You will probably take a shuttle (8-10 hours) from Antigua to Lanquin. One day for Semuc Champey is enough but some people enjoy a second day in the area (relaxing, swimming, tubing, hiking...). We had great weather in January. We went swimming and thought it was great. The water is comfortable. Cool but not cold and as it was warm it was refreshing. My husband hates cold water but had no problem swimming there.

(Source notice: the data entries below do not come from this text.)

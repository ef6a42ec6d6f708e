//! Source cleaning applied to file contents before they are packed into chunks.

use once_cell::sync::Lazy;
use regex::Regex;

static LINE_COMMENT: Lazy<Regex> = Lazy::new(|| Regex::new(r"//.*").expect("valid regex"));
static BLOCK_COMMENT: Lazy<Regex> =
    Lazy::new(|| Regex::new(r"(?s)/\*.*?\*/").expect("valid regex"));
static PRINT_CALL: Lazy<Regex> =
    Lazy::new(|| Regex::new(r"System\.out\.print\s*\(.*?\)\s*;").expect("valid regex"));
static PRINTLN_CALL: Lazy<Regex> =
    Lazy::new(|| Regex::new(r"System\.out\.println\s*\(.*?\)\s*;").expect("valid regex"));
static SEPARATOR: Lazy<Regex> = Lazy::new(|| Regex::new(r"[=_\-]{5,}").expect("valid regex"));
static BLANK_LINES: Lazy<Regex> = Lazy::new(|| Regex::new(r"\n\s*\n").expect("valid regex"));

/// Strip comments, console printing, and visual noise from Java source.
///
/// Line structure is kept (blank lines are collapsed) so the result stays
/// readable inside a prompt.
pub fn clean_java_source(code: &str) -> String {
    let code = LINE_COMMENT.replace_all(code, "");
    let code = BLOCK_COMMENT.replace_all(&code, "");
    let code = PRINT_CALL.replace_all(&code, r#"sout("")"#);
    let code = PRINTLN_CALL.replace_all(&code, r#"soutl("")"#);
    let code = SEPARATOR.replace_all(&code, "");
    let code = BLANK_LINES.replace_all(&code, "\n");
    code.replace('\t', "    ").trim().to_string()
}
impl CompilationUnit {
    /// Declared package, `None` for the default package
    pub fn package(&self) -> Option<String> {
        let root = self.tree.root_node();
        let mut cursor = root.walk();
        let decl = root
            .named_children(&mut cursor)
            .find(|child| child.kind() == "package_declaration")?;

        let mut decl_cursor = decl.walk();
        let name = decl
            .named_children(&mut decl_cursor)
            .find(|child| matches!(child.kind(), "identifier" | "scoped_identifier"))?;
        Some(self.dotted_name(name))
    }

    /// Names of the top-level types declared in this file
    pub fn declared_types(&self) -> Vec<String> {
        let root = self.tree.root_node();
        let mut cursor = root.walk();
        root.named_children(&mut cursor)
            .filter(|child| {
                matches!(
                    child.kind(),
                    "class_declaration"
                        | "interface_declaration"
                        | "enum_declaration"
                        | "record_declaration"
                        | "annotation_type_declaration"
                )
            })
            .filter_map(|decl| decl.child_by_field_name("name"))
            .map(|name| self.text(name).to_string())
            .collect()
    }

    pub fn imports(&self) -> Vec<ImportDecl> {
        let mut imports = Vec::new();
        self.walk(|reference| {
            if let Reference::Import(import) = reference {
                imports.push(import);
            }
        });
        imports
    }

    /// Visit every reference in the file in document order
    pub fn walk(&self, mut visit: impl FnMut(Reference)) {
        let mut stack = vec![self.tree.root_node()];
        while let Some(node) = stack.pop() {
            self.visit_node(node, &mut visit);

            let mut cursor = node.walk();
            let children: Vec<Node> = node.named_children(&mut cursor).collect();
            stack.extend(children.into_iter().rev());
        }
    }

    /// Collect all references into a vector
    pub fn references(&self) -> Vec<Reference> {
        let mut references = Vec::new();
        self.walk(|reference| references.push(reference));
        references
    }

    fn visit_node(&self, node: Node, visit: &mut impl FnMut(Reference)) {
        match node.kind() {
            "import_declaration" => {
                if let Some(import) = self.import_decl(node) {
                    visit(Reference::Import(import));
                }
            }
            "class_declaration" | "enum_declaration" | "record_declaration" => {
                if let Some(superclass) = node.child_by_field_name("superclass") {
                    for name in self.types_in(superclass) {
                        visit(Reference::Extends(name));
                    }
                }
                if let Some(interfaces) = node.child_by_field_name("interfaces") {
                    for name in self.types_in(interfaces) {
                        visit(Reference::Implements(name));
                    }
                }
            }
            "interface_declaration" => {
                let mut cursor = node.walk();
                let extends: Vec<Node> = node
                    .named_children(&mut cursor)
                    .filter(|child| child.kind() == "extends_interfaces")
                    .collect();
                for clause in extends {
                    for name in self.types_in(clause) {
                        visit(Reference::Extends(name));
                    }
                }
            }
            "annotation_type_declaration" => {
                if let Some(name) = node.child_by_field_name("name") {
                    visit(Reference::Annotation(self.text(name).to_string()));
                }
            }
            "annotation" | "marker_annotation" => {
                if let Some(name) = node
                    .child_by_field_name("name")
                    .and_then(|name| self.simple_type_name(name))
                {
                    visit(Reference::Annotation(name));
                }
            }
            "local_variable_declaration" | "field_declaration" | "constant_declaration" => {
                if let Some(name) = node
                    .child_by_field_name("type")
                    .and_then(|ty| self.simple_type_name(ty))
                {
                    visit(Reference::VariableType(name));
                }
            }
            "object_creation_expression" => {
                if let Some(name) = node
                    .child_by_field_name("type")
                    .and_then(|ty| self.simple_type_name(ty))
                {
                    visit(Reference::ObjectCreation(name));
                }
            }
            "instanceof_expression" => {
                let target = node
                    .child_by_field_name("right")
                    .or_else(|| node.child_by_field_name("pattern"));
                if let Some(name) = target.and_then(|ty| self.simple_type_name(ty)) {
                    visit(Reference::InstanceOf(name));
                }
            }
            "cast_expression" => {
                let mut cursor = node.walk();
                let types: Vec<Node> = node.children_by_field_name("type", &mut cursor).collect();
                for name in types.into_iter().filter_map(|ty| self.simple_type_name(ty)) {
                    visit(Reference::Cast(name));
                }
            }
            "class_literal" => {
                if let Some(name) = node.named_child(0).and_then(|ty| self.simple_type_name(ty)) {
                    visit(Reference::ClassLiteral(name));
                }
            }
            "method_reference" => {
                if let Some(name) = node.named_child(0).and_then(|scope| self.type_scope(scope)) {
                    visit(Reference::MethodReferenceScope(name));
                }
            }
            "method_invocation" => {
                if let Some(object) = node.child_by_field_name("object") {
                    if object.kind() == "identifier" {
                        visit(Reference::QualifiedCallScope(self.text(object).to_string()));
                    }
                }
            }
            "type_identifier" => {
                if !is_type_qualifier(node) {
                    let name = self.text(node);
                    if !name.is_empty() && name != "var" {
                        visit(Reference::TypeReference(name.to_string()));
                    }
                }
            }
            _ => {}
        }
    }

    fn import_decl(&self, node: Node) -> Option<ImportDecl> {
        let mut cursor = node.walk();
        let mut name = None;
        let mut asterisk = false;

        for child in node.children(&mut cursor) {
            match child.kind() {
                "identifier" | "scoped_identifier" => name = Some(self.dotted_name(child)),
                "asterisk" => asterisk = true,
                _ => {}
            }
        }

        name.map(|name| ImportDecl { name, asterisk })
    }

    /// Simple names of every type listed directly under a clause node
    /// (`superclass`, `super_interfaces`, `extends_interfaces`)
    fn types_in(&self, clause: Node) -> Vec<String> {
        let mut cursor = clause.walk();
        let children: Vec<Node> = clause.named_children(&mut cursor).collect();

        let mut names = Vec::new();
        for child in children {
            if child.kind() == "type_list" {
                names.extend(self.types_in(child));
            } else if let Some(name) = self.simple_type_name(child) {
                names.push(name);
            }
        }
        names
    }

    /// Receiver of a method reference, if it reads as a type
    fn type_scope(&self, scope: Node) -> Option<String> {
        match scope.kind() {
            "type_identifier" | "generic_type" | "scoped_type_identifier" | "array_type" => {
                self.simple_type_name(scope)
            }
            "identifier" | "field_access" => self
                .simple_type_name(scope)
                .filter(|name| name.starts_with(|c: char| c.is_ascii_uppercase())),
            _ => None,
        }
    }

    /// Reduce a type node to its bare simple name
    fn simple_type_name(&self, node: Node) -> Option<String> {
        match node.kind() {
            "type_identifier" | "identifier" => {
                let name = self.text(node);
                (!name.is_empty() && name != "var").then(|| name.to_string())
            }
            "generic_type" | "record_pattern" | "type_pattern" => node
                .named_child(0)
                .and_then(|inner| self.simple_type_name(inner)),
            "scoped_type_identifier" | "scoped_identifier" => node
                .child_by_field_name("name")
                .or_else(|| last_named_child(node))
                .and_then(|inner| self.simple_type_name(inner)),
            "array_type" => node
                .child_by_field_name("element")
                .and_then(|inner| self.simple_type_name(inner)),
            "annotated_type" => {
                last_named_child(node).and_then(|inner| self.simple_type_name(inner))
            }
            "field_access" => node
                .child_by_field_name("field")
                .and_then(|inner| self.simple_type_name(inner)),
            _ => None,
        }
    }

    fn dotted_name(&self, node: Node) -> String {
        self.text(node).split_whitespace().collect()
    }

    fn text(&self, node: Node) -> &str {
        node.utf8_text(self.source.as_bytes()).unwrap_or_default()
    }
}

To visit the Candelaria caves this is what we did (in 2011):
We took the 5:30 am bus from Lanquin to Pajal. What an adventure that turned out to be. The minibus was packed and the ayudante pointed to the roof. Apparently we were riding on top of the bus! The road was very bumpy but we very much enjoyed the ride as the sunrise was magnificent. At the Pajal cruce we waited for half an hour for a bus to Raxhuja. The scenery was amazing and the bus was packed. We bought snacks from the vendors who entered the bus at a small town. It was a dirt road, almost all the way to Sebol. In this part of the country we did not see any chicken buses, only minibuses. But they were just as crowded. They stop all the time to let people on and off. The crowds, the vendors, the music, the sales people handing out samples, the dust… it makes for a very interesting ride… and still people sleep (and so did we at times).
In Sebol we waited for 5 minutes for the bus to Raxhuja. Raxhuja is not what I would call a nice town, just one dusty street. We ended up in hotel El Amigo, probably one of the roughest hotels we stayed in. Strangely enough it had air conditioning, a tv and a shower with cold water but the floor was sticky and overall the place was not very clean (Q60 per person).They also had two monkeys on a chain, not something I like to see. Hotel Cancuen looked nicer but we did not see the rooms. We took a pick-up to the Candelaria caves, we got dropped off too soon and walked the rest of the way. We went to the Complejo Cultural and Ecoturistico. There is a lodge there as well and a restaurant, I don’t know how much, it seemed upscale. For Q40 per person a guide took us to the caves (short walk). The caves were nice, very wide and very high, and we liked the light that seeped from the ceiling into the cave, the river and the blue hummingbird we saw. But overall we were not that impressed, the tour was quite short as well. We found a decent comedor in Raxhuja and a restaurant that served fish, nice change. We also went to the church for a bit as a crowd had gathered for gospel singing and to listen to a very animated preacher.
The next day we took a minibus to Sayaxche, a short ferry ride across the river and then another minibus to Flores (for Tikal and Yaxha).
There are other entrances to the caves as well. You can also go tubing in the caves.
I have not been to Laguna Lachua but researched it as we were planning to go. I know you can take a local bus to the entrance and then it is a 4 km walk. You need to take food and water. You can camp there and I think there are a few cabins as well.